Stored data entries
###
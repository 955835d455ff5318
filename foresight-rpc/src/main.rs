use anyhow::Result;
use tracing_subscriber::{fmt, EnvFilter};

use foresight_rpc::config::Config;
use foresight_rpc::context::EngineContext;
use foresight_rpc::metadata::MetadataServices;
use foresight_rpc::router;

#[tokio::main]
async fn main() -> Result<()> {
    fmt()
        .with_env_filter(
            EnvFilter::try_from_default_env()
                .unwrap_or_else(|_| EnvFilter::new("foresight_rpc=info,tower_http=debug")),
        )
        .init();

    let cfg = Config::from_env()?;
    tracing::info!(
        "Foresight RPC Proxy v{} starting on {}:{}",
        env!("CARGO_PKG_VERSION"),
        cfg.host,
        cfg.port
    );
    tracing::info!("Upstream RPC: {}", cfg.upstream_rpc_url);
    tracing::info!("Signer RPC: {}", cfg.signer_rpc_url);
    if let Some(address) = cfg.impersonation_address {
        tracing::info!("Impersonating {address}");
    }

    let listen_addr = cfg.listen_addr();
    let ctx = EngineContext::connect(cfg, MetadataServices::default()).await?;
    let _follower = ctx.spawn_block_follower();
    let app = router::build_router(ctx);

    let listener = tokio::net::TcpListener::bind(&listen_addr).await?;
    tracing::info!("Listening on {listen_addr}");

    axum::serve(listener, app).await?;
    Ok(())
}
impl OverlayPlan {
    /// Strip the results off a simulated state.
    pub fn from_state(state: &SimulationState) -> Self {
        Self {
            anchor_block_number: state.anchor_block_number,
            anchor_timestamp: state.anchor_timestamp,
            anchor_base_fee_per_gas: state.anchor_base_fee_per_gas,
            anchor_gas_limit: state.anchor_gas_limit,
            anchor_gas_used: state.anchor_gas_used,
            blocks: state
                .blocks
                .iter()
                .map(|block| PlannedBlock {
                    state_overrides: block.state_overrides.clone(),
                    transactions: block
                        .simulated_transactions
                        .iter()
                        .map(|tx| tx.pre_simulation.clone())
                        .collect(),
                    signed_messages: block.signed_messages.clone(),
                    time_increase_delta: block.time_increase_delta,
                })
                .collect(),
        }
    }

    pub fn transactions(&self) -> impl Iterator<Item = &PreSimulationTransaction> {
        self.blocks.iter().flat_map(|block| block.transactions.iter())
    }

    pub fn transactions_mut(&mut self) -> impl Iterator<Item = &mut PreSimulationTransaction> {
        self.blocks
            .iter_mut()
            .flat_map(|block| block.transactions.iter_mut())
    }

    pub fn is_empty(&self) -> bool {
        self.blocks.iter().all(|block| {
            block.transactions.is_empty() && block.state_overrides.is_empty()
        })
    }

    /// Base fees assuming every transaction burns its whole gas limit.
    pub fn planned_base_fees(&self) -> Vec<Option<U256>> {
        let used: Vec<u64> = self
            .blocks
            .iter()
            .map(|block| {
                block
                    .transactions
                    .iter()
                    .map(|tx| tx.preview.transaction().gas_limit())
                    .fold(0u64, u64::saturating_add)
            })
            .collect();
        self.base_fees_for(&used)
    }

    pub fn base_fees_for(&self, gas_used_per_block: &[u64]) -> Vec<Option<U256>> {
        base_fee_schedule(
            self.anchor_base_fee_per_gas,
            self.anchor_gas_used,
            self.anchor_gas_limit,
            gas_used_per_block,
        )
    }

    fn block_overrides(&self, index: usize, timestamp: u64, base_fee: Option<U256>) -> BlockOverrides {
        BlockOverrides {
            number: Some(self.anchor_block_number + index as u64 + 1),
            time: Some(timestamp),
            gas_limit: Some(self.anchor_gas_limit),
            fee_recipient: None,
            base_fee_per_gas: base_fee,
        }
    }

    fn timestamps(&self) -> Vec<u64> {
        let mut ts = self.anchor_timestamp;
        self.blocks
            .iter()
            .map(|block| {
                ts = ts.saturating_add(block.time_increase_delta);
                ts
            })
            .collect()
    }

    /// Payload for the overlay, optionally followed by a query block.
    pub fn to_payload(&self, query: Option<&QueryBlock>) -> SimulatePayload {
        let fees = self.planned_base_fees();
        let timestamps = self.timestamps();
        let mut block_state_calls: Vec<BlockStateCall> = self
            .blocks
            .iter()
            .enumerate()
            .map(|(index, block)| BlockStateCall {
                block_overrides: Some(self.block_overrides(index, timestamps[index], fees[index])),
                state_overrides: block.state_overrides.clone(),
                calls: block
                    .transactions
                    .iter()
                    .map(|tx| tx.preview.to_call_request())
                    .collect(),
            })
            .collect();

        if let Some(query) = query {
            let index = self.blocks.len();
            let last_ts = timestamps.last().copied().unwrap_or(self.anchor_timestamp);
            block_state_calls.push(BlockStateCall {
                block_overrides: Some(self.block_overrides(
                    index,
                    last_ts.saturating_add(query.time_increase_delta),
                    None,
                )),
                state_overrides: query.state_overrides.clone(),
                calls: query.calls.clone(),
            });
        }

        SimulatePayload {
            block_state_calls,
            trace_transfers: true,
            validation: false,
        }
    }
}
###
**TASK REQUIREMENTS:** Whenever the word "query" appears in a line of the data above, that line counts. Say how many lines count, and nothing more.

**EXERCISE OUTPUT:** 6